Tem esperança que o Brincar de Rua volte ao seu lugar, que são os bairros, as praças, as ruas?
Tenho a certeza. Quando perdermos essa esperança perdemos a esperança na humanidade. Temos que perceber que por muita tecnologia e muitos avanços em muitas áreas, nós continuamos a ser animais que vivem num ecossistema, e que não se podem distanciar dele por muito que a tecnologia tenha transformado a nossa vida e nos tenha permitido criar ambientes artificiais que - de uma forma às vezes bem conseguida - reproduzam aquilo que é a vida natural.
E isso só se consegue na rua, na natureza...
Estes dias tivemos a primeira apresentação internacional do Brincar de Rua, muito sui generis - a um grupo de miúdos do Canadá, que também estão em confinamento. Como vamos arrancar com as AEC’s à distância, achámos que seria engraçado fazer esse intercâmbio com miúdos de outras paragens. Eu estava a falar-lhes da minha varanda, eles conseguiam ver através do Google Earth o Castelo de Leiria, mas nada disso substitui aquilo que é a experiência real.
Sucintamente, o que é e por que nasceu o Brincar de Rua?
O projeto-piloto nasceu em Leiria, no outono de 2016. O Brincar de Rua surgiu como uma resposta ao sedentarismo das crianças, tirá-las do sofá, promovermos hábitos de vida mais saudáveis desde o início, porque sabemos que essa é uma marca identitária para a vida futura.
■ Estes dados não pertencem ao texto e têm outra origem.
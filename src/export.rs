//! Export of the following list to JSON files.
//!
//! Two files are written per export: the raw records as returned by the API,
//! and a subscription list that NewPipe can import.

use std::path::{Path, PathBuf};

use chrono::{DateTime, Local};
use serde::{Deserialize, Serialize};

use crate::error::Result;
use crate::types::RelationRecord;

const NEWPIPE_APP_VERSION: &str = "4.7.2";
const NEWPIPE_APP_VERSION_INT: u32 = 108500;
/// NewPipe's service id for bilibili
const NEWPIPE_SERVICE_ID: u32 = 5;

#[derive(Debug, Clone, PartialEq, Serialize, Deserialize)]
pub struct NewPipeExport {
    pub app_version: String,
    pub app_version_int: u32,
    pub subscriptions: Vec<NewPipeSubscription>,
}

#[derive(Debug, Clone, PartialEq, Serialize, Deserialize)]
pub struct NewPipeSubscription {
    pub service_id: u32,
    pub url: String,
    pub name: String,
}

/// Paths of the files written by [`write_exports`].
#[derive(Debug, Clone)]
pub struct ExportPaths {
    pub raw: PathBuf,
    pub newpipe: PathBuf,
}

pub fn space_url(mid: u64) -> String {
    format!("https://space.bilibili.com/{}", mid)
}

/// Build the NewPipe document, skipping records without an id or name.
pub fn newpipe_export(records: &[RelationRecord]) -> NewPipeExport {
    let subscriptions = records
        .iter()
        .filter(|r| r.mid != 0 && !r.uname.is_empty())
        .map(|r| NewPipeSubscription {
            service_id: NEWPIPE_SERVICE_ID,
            url: space_url(r.mid),
            name: r.uname.clone(),
        })
        .collect();

    NewPipeExport {
        app_version: NEWPIPE_APP_VERSION.to_string(),
        app_version_int: NEWPIPE_APP_VERSION_INT,
        subscriptions,
    }
}

/// Write both export files into `dir`, named after `now`.
pub fn write_exports(
    dir: impl AsRef<Path>,
    records: &[RelationRecord],
    now: DateTime<Local>,
) -> Result<ExportPaths> {
    let dir = dir.as_ref();
    let raw = dir.join(format!(
        "bilibili_following_{}_{}_raw.json",
        now.format("%Y-%m-%d-%H-%M-%S"),
        records.len()
    ));
    let newpipe = dir.join(format!(
        "newpipe_subscriptions_{}.json",
        now.format("%Y%m%d%H%M")
    ));

    let raw_json = serde_json::to_string_pretty(records)
        .map_err(std::io::Error::from)?;
    std::fs::write(&raw, raw_json)?;

    let newpipe_json = serde_json::to_string(&newpipe_export(records))
        .map_err(std::io::Error::from)?;
    std::fs::write(&newpipe, newpipe_json)?;

    Ok(ExportPaths { raw, newpipe })
}

#[cfg(test)]
mod tests {
    use chrono::TimeZone;

    use super::*;

    fn record(mid: u64, uname: &str) -> RelationRecord {
        RelationRecord::new(mid, uname)
    }

    #[test]
    fn test_newpipe_skips_incomplete_records() {
        let export = newpipe_export(&[record(1, "a"), record(0, "ghost"), record(2, "")]);
        assert_eq!(export.app_version, "4.7.2");
        assert_eq!(
            export.subscriptions,
            vec![NewPipeSubscription {
                service_id: 5,
                url: "https://space.bilibili.com/1".into(),
                name: "a".into(),
            }]
        );
    }

    #[test]
    fn test_file_names_and_contents() {
        let dir = tempfile::tempdir().unwrap();
        let now = Local.with_ymd_and_hms(2025, 9, 6, 15, 43, 7).unwrap();
        let records = vec![record(1, "a"), record(2, "b")];

        let paths = write_exports(dir.path(), &records, now).unwrap();
        assert_eq!(
            paths.raw.file_name().unwrap(),
            "bilibili_following_2025-09-06-15-43-07_2_raw.json"
        );
        assert_eq!(
            paths.newpipe.file_name().unwrap(),
            "newpipe_subscriptions_202509061543.json"
        );

        let raw: Vec<RelationRecord> =
            serde_json::from_str(&std::fs::read_to_string(&paths.raw).unwrap()).unwrap();
        assert_eq!(raw, records);
        let newpipe: NewPipeExport =
            serde_json::from_str(&std::fs::read_to_string(&paths.newpipe).unwrap()).unwrap();
        assert_eq!(newpipe.subscriptions.len(), 2);
    }
}
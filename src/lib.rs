pub mod bulk;
pub mod client;
pub mod config;
pub mod credential;
pub mod error;
pub mod export;
pub mod import;
pub mod login;
pub mod request;
pub mod server;
pub mod session;
pub mod transport;
pub mod types;

#[cfg(test)]
mod test_support;

pub use bulk::{BulkEvent, BulkOperation, BulkOutcome, BulkState};
pub use client::RelationClient;
pub use config::{ClientConfig, Settings};
pub use credential::CredentialBundle;
pub use error::{Error, Result};
pub use session::{Session, WreqTransport};
pub use transport::{ApiRequest, Method, RawResponse, Transport};
pub use types::{RelationAction, RelationRecord, UserInfo};
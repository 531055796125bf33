//! Credential bundle used to authenticate every API call.
//!
//! The bundle is a subset of the browser cookies issued after login. Only the
//! session key and the csrf token are required; the account id is needed for
//! listing relations and the checksum cookie is forwarded when present.

use serde::{Deserialize, Serialize};

use crate::error::{Error, Result};

pub const SESSION_KEY: &str = "SESSDATA";
pub const CSRF_TOKEN: &str = "bili_jct";
pub const ACCOUNT_ID: &str = "DedeUserID";
pub const ACCOUNT_CHECKSUM: &str = "DedeUserID__ckMd5";

/// Named tokens taken from the authenticated browser session.
#[derive(Debug, Clone, Default, PartialEq, Eq, Serialize, Deserialize)]
pub struct CredentialBundle {
    #[serde(rename = "SESSDATA", default)]
    pub sessdata: String,
    #[serde(rename = "bili_jct", default)]
    pub bili_jct: String,
    #[serde(rename = "DedeUserID", default)]
    pub dede_user_id: String,
    #[serde(
        rename = "DedeUserID__ckMd5",
        default,
        skip_serializing_if = "Option::is_none"
    )]
    pub dede_user_id_ckmd5: Option<String>,
}

impl CredentialBundle {
    /// Build a bundle from `(name, value)` cookie pairs, ignoring unknown names.
    pub fn from_pairs<'a, I>(pairs: I) -> Self
    where
        I: IntoIterator<Item = (&'a str, &'a str)>,
    {
        let mut bundle = Self::default();
        for (name, value) in pairs {
            let value = value.trim().to_string();
            match name.trim() {
                SESSION_KEY => bundle.sessdata = value,
                CSRF_TOKEN => bundle.bili_jct = value,
                ACCOUNT_ID => bundle.dede_user_id = value,
                ACCOUNT_CHECKSUM => bundle.dede_user_id_ckmd5 = Some(value),
                _ => {}
            }
        }
        bundle
    }

    /// Parse a `Cookie` header style string (`a=1; b=2`).
    pub fn from_cookie_header(header: &str) -> Self {
        Self::from_pairs(
            header
                .split(';')
                .filter_map(|part| part.split_once('=')),
        )
    }

    /// Both required tokens are present.
    pub fn is_complete(&self) -> bool {
        !self.sessdata.is_empty() && !self.bili_jct.is_empty()
    }

    /// Reject bundles that cannot authenticate a call.
    pub fn validate(&self) -> Result<()> {
        if self.sessdata.is_empty() {
            return Err(Error::ConfigMalformed(format!(
                "cookie {SESSION_KEY} is empty"
            )));
        }
        if self.bili_jct.is_empty() {
            return Err(Error::ConfigMalformed(format!("cookie {CSRF_TOKEN} is empty")));
        }
        Ok(())
    }

    /// Render the bundle as a `Cookie` header value.
    pub fn cookie_header(&self) -> String {
        let mut parts = vec![
            format!("{SESSION_KEY}={}", self.sessdata),
            format!("{CSRF_TOKEN}={}", self.bili_jct),
        ];
        if !self.dede_user_id.is_empty() {
            parts.push(format!("{ACCOUNT_ID}={}", self.dede_user_id));
        }
        if let Some(ref checksum) = self.dede_user_id_ckmd5 {
            parts.push(format!("{ACCOUNT_CHECKSUM}={}", checksum));
        }
        parts.join("; ")
    }
}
As estatísticas mostram que o período da adolescência é conturbado, por todas as razões e mais algumas, porque há muita coisa em ebulição - mas o que a ciência também mostra é que crianças ativas provavelmente vão dar adultos ativos. As crianças querem brincar na rua, os especialistas dizem que é fundamental para o seu crescimento, mas os pais não conseguem dar o passo, porque sentem insegurança nas ruas. Enquanto profissionais ligados à educação e saúde que somos, decidimos cozinhar tudo, descobrir a fórmula mágica e…foi assim que nasceu o projeto Brincar de Rua, um programa que permite que as crianças voltem a brincar na rua, em segurança, de forma não estruturada.
E nestes tempos de confinamento, como é que os pais podem proporcionar aos filhos um tempo bom, sem uns e outros entrarem em registos de stresse e ansiedade?
Não há uma receita para isto. É sempre muito subjetivo. Em tenho uma criança de cinco anos, ao meu lado vive uma família que tem três crianças, de diferentes idades, não adianta tentar encontrar aqui uma solução mágica porque ela não vai aparecer. Mas há alguns pontos: o primeiro de todos tem que ver com a empatia. Não adianta nada constatar que os miúdos estão cansados, estão a fazer uma birra, sempre a zangarem-se entre irmãos, se não combatermos isso com empatia. Pedimos para não nos interromperem no telefonema que vamos ter, mas também temos que perceber o outro lado de lá. É a empatia. Percebermos que as rotinas deles foram completamente alteradas e agora estão com os pais o dia inteiro: a pessoa mais importante da minha vida está ali, por que razão eu não devo usar e abusar o dia todo dele? Isso implica uma necessidade de calendarizar as coisas, planificar e organizar o que são os dias da semana, em que o pai e a mãe precisam de trabalhar, mesmo estando em casa. A importância de compreender os tempos que cada um precisa. A partir dos 5/6 anos é perfeitamente possível fazer isso, seja com desenhos, esquemas ou calendário.